**WHAT THE TASK REQUIRES:** If a line in the entries contains the word "width", list it.

[Opening DATA FOR REVIEW section]

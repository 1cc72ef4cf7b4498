//! Exact fixed-point numbers for characteristic values.
//!
//! A [Decimal] stores an integer amount of millionths, so comparisons against `Min`, `Med`, and `Max`
//! are exact and no binary floating point is ever involved.
use crate::error::DigraphError;
use nom::{
    character::complete::{char, digit1, one_of},
    combinator::{all_consuming, opt},
    sequence::{preceded, tuple},
    IResult,
};
use serde::{de::Visitor, Deserialize, Serialize};
use std::{
    fmt::Display,
    iter::Sum,
    ops::{Add, AddAssign, Mul, Neg, Sub, SubAssign},
    str::FromStr,
};

/// Number of fractional digits a [Decimal] carries.
pub const FRACTION_DIGITS: u32 = 6;
const SCALE: i64 = 1_000_000;

/// Fixed-point decimal with [FRACTION_DIGITS] fractional digits.
#[derive(Debug, Default, Eq, PartialEq, PartialOrd, Ord, Hash, Copy, Clone)]
pub struct Decimal(i64);

impl Decimal {
    /// The value `0`.
    pub const ZERO: Decimal = Decimal(0);
    /// The value `1`.
    pub const ONE: Decimal = Decimal(SCALE);
    /// The value `-1`.
    pub const MINUS_ONE: Decimal = Decimal(-SCALE);

    /// Builds a [Decimal] from its raw amount of millionths.
    pub const fn from_units(units: i64) -> Self {
        Self(units)
    }

    /// Raw amount of millionths.
    pub fn units(self) -> i64 {
        self.0
    }

    /// Builds the integral [Decimal] `value`, saturating outside of the representable range.
    pub fn from_int(value: i64) -> Self {
        Self(value.saturating_mul(SCALE))
    }

    /// Builds the integral [Decimal] `value`; [None] outside of the representable range.
    pub fn checked_from_int(value: i64) -> Option<Self> {
        value.checked_mul(SCALE).map(Self)
    }

    /// Exact quotient `numerator / denominator`, rounded half away from zero to the last digit.
    /// Returns [None] on a zero denominator.
    pub fn from_ratio(numerator: i64, denominator: i64) -> Option<Self> {
        div_round(i128::from(numerator) * i128::from(SCALE), i128::from(denominator)).map(Self)
    }

    /// `self / other`, rounded to the last digit; [None] if `other` is zero.
    pub fn checked_div(self, other: Decimal) -> Option<Self> {
        div_round(i128::from(self.0) * i128::from(SCALE), i128::from(other.0)).map(Self)
    }

    /// `self * mul / div` with a single rounding step; [None] if `div` is zero.
    pub fn checked_mul_div(self, mul: Decimal, div: Decimal) -> Option<Self> {
        div_round(i128::from(self.0) * i128::from(mul.0), i128::from(div.0)).map(Self)
    }

    /// Absolute value.
    pub fn abs(self) -> Self {
        Self(self.0.abs())
    }

    /// `-1`, `0`, or `1` according to the sign.
    pub fn signum(self) -> Self {
        Self(self.0.signum() * SCALE)
    }

    /// Mean of two values, rounded half away from zero.
    pub fn midpoint(self, other: Decimal) -> Self {
        Self(div_round(i128::from(self.0) + i128::from(other.0), 2).unwrap_or_default())
    }

    /// Returns true if no fractional digit is set.
    pub fn is_integer(self) -> bool {
        self.0 % SCALE == 0
    }

    /// Rounds half away from zero to `ndigits` fractional digits.
    pub fn round_dp(self, ndigits: u32) -> Self {
        if ndigits >= FRACTION_DIGITS {
            return self;
        }
        let step = 10i64.pow(FRACTION_DIGITS - ndigits);
        let rounded = div_round(i128::from(self.0), i128::from(step)).unwrap_or_default();
        Self(rounded.saturating_mul(step))
    }

    fn literal(input: &str) -> IResult<&str, (Option<char>, &str, Option<&str>)> {
        all_consuming(tuple((
            opt(one_of("+-")),
            digit1,
            opt(preceded(char('.'), digit1)),
        )))(input)
    }
}

fn div_round(numerator: i128, denominator: i128) -> Option<i64> {
    if denominator == 0 {
        return None;
    }
    let quotient = numerator / denominator;
    let remainder = numerator % denominator;
    let quotient = if 2 * remainder.abs() >= denominator.abs() {
        quotient + numerator.signum() * denominator.signum()
    } else {
        quotient
    };
    i64::try_from(quotient).ok()
}

impl From<i64> for Decimal {
    fn from(value: i64) -> Self {
        Self::from_int(value)
    }
}

impl FromStr for Decimal {
    type Err = DigraphError;

    fn from_str(s: &str) -> Result<Self, Self::Err> {
        let invalid = || DigraphError::InvalidValue(s.to_string());
        let (_, (sign, int, fraction)) = Decimal::literal(s.trim()).map_err(|_| invalid())?;
        let fraction = fraction.unwrap_or("");
        if fraction.len() > FRACTION_DIGITS as usize {
            return Err(invalid());
        }
        let int: i64 = int.parse().map_err(|_| invalid())?;
        let fraction_units = if fraction.is_empty() {
            0
        } else {
            fraction.parse::<i64>().map_err(|_| invalid())?
                * 10i64.pow(FRACTION_DIGITS - fraction.len() as u32)
        };
        let units = int
            .checked_mul(SCALE)
            .and_then(|units| units.checked_add(fraction_units))
            .ok_or_else(invalid)?;
        Ok(if sign == Some('-') {
            Self(-units)
        } else {
            Self(units)
        })
    }
}

impl Display for Decimal {
    fn fmt(&self, f: &mut std::fmt::Formatter<'_>) -> std::fmt::Result {
        let (units, digits) = match f.precision() {
            Some(precision) => {
                let digits = (precision as u32).min(FRACTION_DIGITS);
                (self.round_dp(digits).0, digits)
            }
            None => {
                let mut digits = FRACTION_DIGITS;
                while digits > 0 && self.0 % 10i64.pow(FRACTION_DIGITS - digits + 1) == 0 {
                    digits -= 1;
                }
                (self.0, digits)
            }
        };
        let sign = if units < 0 {
            "-"
        } else if f.sign_plus() {
            "+"
        } else {
            ""
        };
        let magnitude = units.unsigned_abs();
        let scale = SCALE as u64;
        let mut repr = format!("{sign}{}", magnitude / scale);
        if digits > 0 {
            let fraction = (magnitude % scale) / 10u64.pow(FRACTION_DIGITS - digits);
            repr.push_str(&format!(".{:0width$}", fraction, width = digits as usize));
        }
        match f.width() {
            Some(width) => write!(f, "{repr:>width$}"),
            None => f.write_str(&repr),
        }
    }
}

impl Add for Decimal {
    type Output = Decimal;
    fn add(self, rhs: Self) -> Self::Output {
        Self(self.0 + rhs.0)
    }
}

impl AddAssign for Decimal {
    fn add_assign(&mut self, rhs: Self) {
        self.0 += rhs.0;
    }
}

impl Sub for Decimal {
    type Output = Decimal;
    fn sub(self, rhs: Self) -> Self::Output {
        Self(self.0 - rhs.0)
    }
}

impl SubAssign for Decimal {
    fn sub_assign(&mut self, rhs: Self) {
        self.0 -= rhs.0;
    }
}

impl Neg for Decimal {
    type Output = Decimal;
    fn neg(self) -> Self::Output {
        Self(-self.0)
    }
}

/// Product rounded half away from zero to the last digit.
impl Mul for Decimal {
    type Output = Decimal;
    fn mul(self, rhs: Self) -> Self::Output {
        Self(
            div_round(i128::from(self.0) * i128::from(rhs.0), i128::from(SCALE))
                .unwrap_or_default(),
        )
    }
}

impl Sum for Decimal {
    fn sum<I: Iterator<Item = Self>>(iter: I) -> Self {
        iter.fold(Decimal::ZERO, |acc, value| acc + value)
    }
}

impl<'a> Sum<&'a Decimal> for Decimal {
    fn sum<I: Iterator<Item = &'a Decimal>>(iter: I) -> Self {
        iter.copied().sum()
    }
}

impl Serialize for Decimal {
    fn serialize<S>(&self, serializer: S) -> Result<S::Ok, S::Error>
    where
        S: serde::Serializer,
    {
        serializer.serialize_str(&self.to_string())
    }
}

struct DecimalVisitor;

impl<'de> Visitor<'de> for DecimalVisitor {
    type Value = Decimal;

    fn expecting(&self, formatter: &mut std::fmt::Formatter) -> std::fmt::Result {
        formatter.write_str("a decimal literal or an integer")
    }

    fn visit_str<E: serde::de::Error>(self, v: &str) -> Result<Self::Value, E> {
        v.parse().map_err(E::custom)
    }

    fn visit_i64<E: serde::de::Error>(self, v: i64) -> Result<Self::Value, E> {
        Decimal::checked_from_int(v)
            .ok_or_else(|| E::custom(DigraphError::InvalidValue(v.to_string())))
    }

    fn visit_u64<E: serde::de::Error>(self, v: u64) -> Result<Self::Value, E> {
        i64::try_from(v)
            .ok()
            .and_then(Decimal::checked_from_int)
            .ok_or_else(|| E::custom(DigraphError::InvalidValue(v.to_string())))
    }

    fn visit_f64<E: serde::de::Error>(self, v: f64) -> Result<Self::Value, E> {
        Err(E::custom(format!(
            "binary floating point {v} is not accepted, use a decimal string"
        )))
    }
}

impl<'de> Deserialize<'de> for Decimal {
    fn deserialize<D>(deserializer: D) -> Result<Self, D::Error>
    where
        D: serde::Deserializer<'de>,
    {
        deserializer.deserialize_any(DecimalVisitor)
    }
}

#[cfg(test)]
impl quickcheck::Arbitrary for Decimal {
    fn arbitrary(g: &mut quickcheck::Gen) -> Self {
        Decimal(i64::arbitrary(g) % (4 * SCALE))
    }
}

[Closing DATA FOR REVIEW section]

**EXPECTED OUTPUT:**
            repr.push_str(&format!(".{:0width$}", fraction, width = digits as usize));
        match f.width() {
            Some(width) => write!(f, "{repr:>width$}"),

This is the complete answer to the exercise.